St Mary's, often called St Mary Woodbridge Road, is a Catholic church in Ipswich which has the largest congregation in the town and the second largest congregation in Suffolk. Its parish hall is the site of the first post reformation Catholic church in Ipswich, St Antony. It is part of the Diocese of East Anglia.

==History==
St Mary's was founded by a French priest, Abbé Louis Pierre Simon, when he escaped from the threat of the French Revolution and settled in Ipswich to teach. He was offered lodgings by a Catholic woman, Miss Margaret Wood, who later became his friend.

Due to the prevalence of the revolution, Catholics found it hard to profess their faith in public at the time. Père Simon was able to gather the local Catholics into one community through his faithful pastoral work. When the French wars were over, Père Simon decided to devote his life to working for the community in Ipswich. He bought a house in Albion Hill (now known as Woodbridge Road), which is presently used as a convent for nuns. Despite objections from the townspeople, Père Simon was able to add a small chapel dedicated to St Anthony.

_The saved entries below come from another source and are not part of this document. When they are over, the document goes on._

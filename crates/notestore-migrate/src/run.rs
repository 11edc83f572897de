//! Per-step and per-chain migration summaries.

use std::time::Duration;

use notestore_core::Fingerprint;
use serde::Serialize;
use tracing::{error, info};

use crate::mapping::{MappingPlan, PlanKind};

#[derive(Debug, Clone, PartialEq, Eq, Serialize)]
#[serde(tag = "status", content = "error", rename_all = "snake_case")]
pub enum RunOutcome {
    Succeeded,
    Failed(String),
}

/// One executed step. Not persisted; logged and returned to the caller.
#[derive(Debug, Clone, Serialize)]
pub struct MigrationRun {
    pub source_version: u32,
    pub destination_version: u32,
    pub source_fingerprint: Fingerprint,
    pub destination_fingerprint: Fingerprint,
    pub plan: PlanKind,
    pub records_read: usize,
    pub records_written: usize,
    pub elapsed_ms: u64,
    pub outcome: RunOutcome,
}

impl MigrationRun {
    pub(crate) fn new(plan: &MappingPlan, elapsed: Duration, outcome: RunOutcome) -> Self {
        Self {
            source_version: plan.source.version(),
            destination_version: plan.destination.version(),
            source_fingerprint: plan.source.fingerprint().clone(),
            destination_fingerprint: plan.destination.fingerprint().clone(),
            plan: plan.kind,
            records_read: 0,
            records_written: 0,
            elapsed_ms: u64::try_from(elapsed.as_millis()).unwrap_or(u64::MAX),
            outcome,
        }
    }

    #[must_use]
    pub fn succeeded(&self) -> bool {
        self.outcome == RunOutcome::Succeeded
    }

    /// Emit the run as a structured event.
    pub(crate) fn log(&self) {
        match &self.outcome {
            RunOutcome::Succeeded => info!(
                from = self.source_version,
                to = self.destination_version,
                plan = %self.plan,
                records_read = self.records_read,
                records_written = self.records_written,
                elapsed_ms = self.elapsed_ms,
                "migration step completed"
            ),
            RunOutcome::Failed(reason) => error!(
                from = self.source_version,
                to = self.destination_version,
                plan = %self.plan,
                elapsed_ms = self.elapsed_ms,
                error = %reason,
                "migration step failed; store left at its prior version"
            ),
        }
    }
}

/// Result of driving a store to the latest version.
#[derive(Debug, Clone, Serialize)]
pub struct MigrationReport {
    /// Version the store was recorded at, `None` for a fresh or unrecognized store.
    pub start: Option<u32>,
    pub end: u32,
    pub runs: Vec<MigrationRun>,
}

impl MigrationReport {
    /// True when no step had to run.
    #[must_use]
    pub fn is_noop(&self) -> bool {
        self.runs.is_empty()
    }
}
//! Hand-authored plans for the notes model chain.
//!
//! V1 -> V2 is inferred. V2 -> V3 splits the note image into an `Attachment`
//! record. V3 -> V4 turns every attachment into an `ImageAttachment` with
//! dimensions decoded from the image and a caption taken from the note body.

use image::GenericImageView;
use notestore_core::notes_model::{ATTACHMENT, IMAGE_ATTACHMENT, NOTE};
use notestore_core::{NotesModelVersion, TransformError, Value};

use crate::mapping::{AttributeMapping, EntityMapping, MappingCatalog, RelationshipMapping};
use crate::policy::{EntityMigrationPolicy, SourceRecord, apply_attribute_mappings};
use crate::store::AttributeMap;

/// Maximum caption length, in Unicode scalar values.
pub const CAPTION_LENGTH: usize = 80;

const NOTE_TO_NOTE: &str = "NoteToNote";
const NOTE_TO_ATTACHMENT: &str = "NoteToAttachment";
const ATTACHMENT_TO_IMAGE_ATTACHMENT: &str = "AttachmentToImageAttachment";

/// Catalog for the shipped chain: V2 -> V3 and V3 -> V4 are explicit.
#[must_use]
pub fn notes_catalog() -> MappingCatalog {
    let mut catalog = MappingCatalog::new();
    catalog.register_explicit(
        NotesModelVersion::V2.fingerprint(),
        NotesModelVersion::V3.fingerprint(),
        v2_to_v3(),
    );
    catalog.register_explicit(
        NotesModelVersion::V3.fingerprint(),
        NotesModelVersion::V4.fingerprint(),
        v3_to_v4(),
    );
    catalog
}

fn note_fields(mapping: EntityMapping) -> EntityMapping {
    ["title", "body", "date_created", "display_index"]
        .into_iter()
        .fold(mapping, |m, name| m.attribute(AttributeMapping::copy(name)))
}

fn v2_to_v3() -> Vec<EntityMapping> {
    vec![
        note_fields(EntityMapping::new(NOTE_TO_NOTE, NOTE, NOTE)).relationship(
            RelationshipMapping::to_source_record("attachments").via(NOTE_TO_ATTACHMENT),
        ),
        EntityMapping::new(NOTE_TO_ATTACHMENT, NOTE, ATTACHMENT)
            .filter(|note| note.attribute("image").is_some())
            .attribute(AttributeMapping::copy("image"))
            .attribute(AttributeMapping::copy("date_created"))
            .relationship(RelationshipMapping::to_source_record("note").via(NOTE_TO_NOTE)),
    ]
}

fn v3_to_v4() -> Vec<EntityMapping> {
    vec![
        note_fields(EntityMapping::new(NOTE_TO_NOTE, NOTE, NOTE)).relationship(
            RelationshipMapping::carry("attachments").via(ATTACHMENT_TO_IMAGE_ATTACHMENT),
        ),
        EntityMapping::new(ATTACHMENT_TO_IMAGE_ATTACHMENT, ATTACHMENT, IMAGE_ATTACHMENT)
            .attribute(AttributeMapping::copy("image"))
            .attribute(AttributeMapping::copy("date_created"))
            .relationship(RelationshipMapping::carry("note").via(NOTE_TO_NOTE))
            .policy(ImageAttachmentPolicy),
    ]
}

/// The first [`CAPTION_LENGTH`] characters of `text`, or all of it.
#[must_use]
pub fn caption_from(text: &str) -> String {
    text.chars().take(CAPTION_LENGTH).collect()
}

/// Pixel dimensions of an encoded image.
pub fn image_dimensions(bytes: &[u8]) -> Result<(u32, u32), TransformError> {
    let image =
        image::load_from_memory(bytes).map_err(|e| TransformError::Image(e.to_string()))?;
    Ok(image.dimensions())
}

/// Derives `width`, `height` and `caption` for an `ImageAttachment` from the
/// legacy attachment's image and its note's body.
#[derive(Debug, Default, Clone, Copy)]
pub struct ImageAttachmentPolicy;

impl EntityMigrationPolicy for ImageAttachmentPolicy {
    fn create_destination(
        &self,
        source: &SourceRecord<'_>,
        mapping: &EntityMapping,
    ) -> Result<AttributeMap, TransformError> {
        let mut attributes = apply_attribute_mappings(source, mapping)?;

        let bytes = source
            .attribute("image")
            .and_then(Value::as_bytes)
            .ok_or_else(|| TransformError::MissingValue("image".to_string()))?;
        let (width, height) = image_dimensions(bytes)?;
        attributes.insert("width".to_string(), Value::Double(f64::from(width)));
        attributes.insert("height".to_string(), Value::Double(f64::from(height)));

        let body = source
            .value_at("note.body")
            .and_then(Value::as_str)
            .ok_or_else(|| TransformError::MissingValue("note.body".to_string()))?;
        attributes.insert("caption".to_string(), Value::String(caption_from(body)));

        Ok(attributes)
    }
}
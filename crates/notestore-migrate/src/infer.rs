//! Structural inference of mapping plans.
//!
//! Inference handles additive changes and renames: entities, attributes and
//! relationships are matched by name, or by the destination's renaming id.
//! Anything that needs values synthesized from old data is refused.

use notestore_core::{
    AttributeDescriptor, EntityDescriptor, MigrationError, MigrationResult, ModelDescriptor,
    RelationshipDescriptor,
};

use crate::mapping::{
    AttributeMapping, EntityMapping, MappingPlan, PlanKind, RelationshipMapping,
};
use crate::registry::SchemaVersion;

pub(crate) fn infer_plan(
    source: &SchemaVersion,
    destination: &SchemaVersion,
) -> MigrationResult<MappingPlan> {
    let src = source.model();
    let dst = destination.model();
    let fail = |detail: String| MigrationError::MappingInference {
        from_version: source.to_string(),
        to_version: destination.to_string(),
        detail,
    };

    let mut entity_mappings = Vec::new();
    for entity in dst.entities.iter().filter(|e| !e.is_abstract) {
        let Some(origin) = counterpart_entity(src, entity) else {
            if let Some(owner) = required_reference_to(src, dst, &entity.name) {
                return Err(fail(format!(
                    "new entity `{}` is required by `{owner}` but has no source records",
                    entity.name
                )));
            }
            continue;
        };

        let mut mapping = EntityMapping::new(
            format!("{}To{}", origin.name, entity.name),
            &origin.name,
            &entity.name,
        );

        for attr in dst.attributes_of(&entity.name) {
            match counterpart_attribute(src, &origin.name, attr) {
                Some(old) if old.kind != attr.kind => {
                    return Err(fail(format!(
                        "attribute `{}.{}` changes kind from {} to {}",
                        entity.name, attr.name, old.kind, attr.kind
                    )));
                }
                Some(old) if old.optional && !attr.optional => {
                    let Some(default) = attr.default.clone() else {
                        return Err(fail(format!(
                            "attribute `{}.{}` becomes required without a default",
                            entity.name, attr.name
                        )));
                    };
                    let from = old.name.clone();
                    mapping = mapping.attribute(AttributeMapping::computed(
                        &attr.name,
                        move |record| {
                            Ok(record
                                .attribute(&from)
                                .cloned()
                                .unwrap_or_else(|| default.clone()))
                        },
                    ));
                }
                Some(old) => {
                    mapping = mapping.attribute(AttributeMapping::renamed(&attr.name, &old.name));
                }
                None => match &attr.default {
                    Some(value) => {
                        mapping =
                            mapping.attribute(AttributeMapping::constant(&attr.name, value.clone()));
                    }
                    None if attr.optional => {}
                    None => {
                        return Err(fail(format!(
                            "new required attribute `{}.{}` has no default",
                            entity.name, attr.name
                        )));
                    }
                },
            }
        }

        for rel in dst.relationships_of(&entity.name) {
            match counterpart_relationship(src, &origin.name, rel) {
                Some(old) => {
                    mapping = mapping
                        .relationship(RelationshipMapping::from_relationship(&rel.name, &old.name));
                }
                None if rel.optional => {}
                None => {
                    return Err(fail(format!(
                        "new required relationship `{}.{}` cannot be inferred",
                        entity.name, rel.name
                    )));
                }
            }
        }

        entity_mappings.push(mapping);
    }

    Ok(MappingPlan {
        source: source.clone(),
        destination: destination.clone(),
        kind: PlanKind::Inferred,
        entity_mappings,
    })
}

fn counterpart_entity<'m>(
    src: &'m ModelDescriptor,
    entity: &EntityDescriptor,
) -> Option<&'m EntityDescriptor> {
    src.entity(entity.renaming_id.as_deref().unwrap_or(&entity.name))
        .filter(|e| !e.is_abstract)
}

fn counterpart_attribute<'m>(
    src: &'m ModelDescriptor,
    entity: &str,
    attr: &AttributeDescriptor,
) -> Option<&'m AttributeDescriptor> {
    src.attribute(entity, attr.renaming_id.as_deref().unwrap_or(&attr.name))
}

fn counterpart_relationship<'m>(
    src: &'m ModelDescriptor,
    entity: &str,
    rel: &RelationshipDescriptor,
) -> Option<&'m RelationshipDescriptor> {
    src.relationship(entity, rel.renaming_id.as_deref().unwrap_or(&rel.name))
}

/// A migrated destination entity whose required relationship targets `name`.
fn required_reference_to(
    src: &ModelDescriptor,
    dst: &ModelDescriptor,
    name: &str,
) -> Option<String> {
    dst.entities
        .iter()
        .filter(|e| !e.is_abstract && counterpart_entity(src, e).is_some())
        .find_map(|e| {
            dst.relationships_of(&e.name)
                .into_iter()
                .find(|r| !r.optional && dst.is_kind_of(name, &r.destination))
                .map(|r| format!("{}.{}", e.name, r.name))
        })
}

#[cfg(test)]
mod tests {
    use super::*;
    use crate::mapping::AttributeSource;
    use crate::registry::SchemaRegistry;
    use notestore_core::{AttributeKind, Value};

    fn pair(a: ModelDescriptor, b: ModelDescriptor) -> MigrationResult<MappingPlan> {
        let registry = SchemaRegistry::new(vec![a, b])?;
        let v = registry.versions();
        infer_plan(&v[0], &v[1])
    }

    fn item(version: u32, attrs: Vec<AttributeDescriptor>) -> ModelDescriptor {
        let entity = attrs
            .into_iter()
            .fold(EntityDescriptor::new("Item"), EntityDescriptor::attribute);
        ModelDescriptor::new(format!("M{version}"), version).entity_def(entity)
    }

    #[test]
    fn additive_optional_attribute_is_left_unset() {
        let plan = pair(
            item(1, vec![AttributeDescriptor::required("a", AttributeKind::String)]),
            item(
                2,
                vec![
                    AttributeDescriptor::required("a", AttributeKind::String),
                    AttributeDescriptor::optional("b", AttributeKind::Binary),
                ],
            ),
        )
        .unwrap();
        let mapping = &plan.entity_mappings[0];
        assert_eq!(mapping.name, "ItemToItem");
        assert_eq!(mapping.attributes.len(), 1);
    }

    #[test]
    fn renamed_attribute_copies_old_name() {
        let plan = pair(
            item(1, vec![AttributeDescriptor::required("heading", AttributeKind::String)]),
            item(
                2,
                vec![
                    AttributeDescriptor::required("title", AttributeKind::String)
                        .renamed_from("heading"),
                ],
            ),
        )
        .unwrap();
        let rule = &plan.entity_mappings[0].attributes[0];
        assert_eq!(rule.destination, "title");
        assert!(matches!(&rule.source, AttributeSource::Copy { from } if from == "heading"));
    }

    #[test]
    fn new_attribute_with_default_is_constant() {
        let plan = pair(
            item(1, vec![AttributeDescriptor::required("a", AttributeKind::String)]),
            item(
                2,
                vec![
                    AttributeDescriptor::required("a", AttributeKind::String),
                    AttributeDescriptor::required("rank", AttributeKind::Integer)
                        .with_default(Value::Integer(0)),
                ],
            ),
        )
        .unwrap();
        assert!(matches!(
            plan.entity_mappings[0].attributes[1].source,
            AttributeSource::Constant(Value::Integer(0))
        ));
    }

    #[test]
    fn kind_change_fails_naming_the_field() {
        let err = pair(
            item(1, vec![AttributeDescriptor::required("a", AttributeKind::String)]),
            item(2, vec![AttributeDescriptor::required("a", AttributeKind::Integer)]),
        )
        .unwrap_err();
        assert_eq!(err.error_code(), "MAPPING_INFERENCE_FAILED");
        assert!(err.to_string().contains("`Item.a`"));
    }

    #[test]
    fn new_required_attribute_without_default_fails() {
        let err = pair(
            item(1, vec![AttributeDescriptor::required("a", AttributeKind::String)]),
            item(
                2,
                vec![
                    AttributeDescriptor::required("a", AttributeKind::String),
                    AttributeDescriptor::required("b", AttributeKind::Double),
                ],
            ),
        )
        .unwrap_err();
        assert!(err.to_string().contains("`Item.b` has no default"));
    }

    #[test]
    fn optional_to_required_needs_default() {
        let err = pair(
            item(1, vec![AttributeDescriptor::optional("a", AttributeKind::String)]),
            item(2, vec![AttributeDescriptor::required("a", AttributeKind::String)]),
        )
        .unwrap_err();
        assert!(err.to_string().contains("becomes required"));

        let plan = pair(
            item(1, vec![AttributeDescriptor::optional("a", AttributeKind::String)]),
            item(
                2,
                vec![
                    AttributeDescriptor::required("a", AttributeKind::String)
                        .with_default(Value::from("")),
                ],
            ),
        )
        .unwrap();
        assert!(matches!(
            plan.entity_mappings[0].attributes[0].source,
            AttributeSource::Computed(_)
        ));
    }

    #[test]
    fn inferred_v2_to_v3_would_drop_images() {
        let registry = SchemaRegistry::notes().unwrap();
        let v = registry.versions();
        let plan = infer_plan(&v[1], &v[2]).unwrap();
        assert_eq!(plan.entity_mappings.len(), 1);
        assert!(
            plan.entity_mappings[0]
                .attributes
                .iter()
                .all(|a| a.destination != "image")
        );
    }

    #[test]
    fn new_entity_required_by_migrated_one_fails() {
        let a = ModelDescriptor::new("M1", 1).entity_def(
            EntityDescriptor::new("Item")
                .attribute(AttributeDescriptor::required("a", AttributeKind::String)),
        );
        let b = ModelDescriptor::new("M2", 2)
            .entity_def(
                EntityDescriptor::new("Item")
                    .attribute(AttributeDescriptor::required("a", AttributeKind::String))
                    .relationship(RelationshipDescriptor::to_one("owner", "Owner")),
            )
            .entity_def(EntityDescriptor::new("Owner"));
        let err = pair(a, b).unwrap_err();
        assert!(err.to_string().contains("`Item.owner`"));
    }
}
//! XDG Base Directory Spec compliant path resolution.
//!
//! Store files live in the application data directory:
//! - `$XDG_DATA_HOME/notestore/` when `XDG_DATA_HOME` is set
//! - `~/.local/share/notestore/` otherwise (macOS and Linux)
//! - `%LOCALAPPDATA%/notestore/` on Windows

use std::path::{Path, PathBuf};

const APP_DIR: &str = "notestore";

/// Returns the data directory holding store files.
pub fn data_dir() -> PathBuf {
    data_dir_from(std::env::var("XDG_DATA_HOME").ok().as_deref())
}

fn data_dir_from(xdg_data_home: Option<&str>) -> PathBuf {
    if let Some(xdg_data) = xdg_data_home {
        if !xdg_data.is_empty() {
            return PathBuf::from(xdg_data).join(APP_DIR);
        }
    }

    #[cfg(target_os = "windows")]
    {
        if let Some(local_app_data) = dirs::data_local_dir() {
            return local_app_data.join(APP_DIR);
        }
    }

    #[cfg(not(target_os = "windows"))]
    {
        if let Some(home) = dirs::home_dir() {
            return home.join(".local").join("share").join(APP_DIR);
        }
    }

    PathBuf::from(".local/share").join(APP_DIR)
}

/// `<dir>/<model_name>.<extension>`
pub fn store_path(dir: &Path, model_name: &str, extension: &str) -> PathBuf {
    dir.join(format!("{model_name}.{extension}"))
}

/// Sibling path a migration writes before swapping: `<file-name>~1`.
pub fn migration_temp_path(store: &Path) -> PathBuf {
    let mut name = store
        .file_name()
        .map(std::ffi::OsStr::to_os_string)
        .unwrap_or_default();
    name.push("~1");
    store.with_file_name(name)
}

#[cfg(test)]
mod tests {
    use super::*;

    #[test]
    fn xdg_data_home_wins() {
        let dir = data_dir_from(Some("/xdg/data"));
        assert_eq!(dir, PathBuf::from("/xdg/data/notestore"));
    }

    #[test]
    fn empty_xdg_falls_back() {
        let dir = data_dir_from(Some(""));
        assert!(dir.to_string_lossy().ends_with("notestore"));
        assert_ne!(dir, PathBuf::from("notestore"));
    }

    #[test]
    fn store_path_uses_model_and_extension() {
        let path = store_path(Path::new("/data"), "UnCloudNotesDataModel", "notestore");
        assert_eq!(path, PathBuf::from("/data/UnCloudNotesDataModel.notestore"));
    }

    #[test]
    fn temp_path_is_sibling_with_suffix() {
        let temp = migration_temp_path(Path::new("/data/Notes.notestore"));
        assert_eq!(temp, PathBuf::from("/data/Notes.notestore~1"));
    }
}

The chapel was consecrated on 1 August 1827 by the Vicar Apostolic Dr Thomas Walsh, and was attended by a number of individuals. It was soon found to be small, so the structure was enlarged to the northern and southern area, opening directly to Woodbridge Road. The new nave is 76 feet long.

Dr. Walsh blessed the extended chapel on 10 October 1838, which was dedicated to Mary.

Père Simon and Margaret Wood are both remembered by their plaques in the parish hall, which was the church they founded.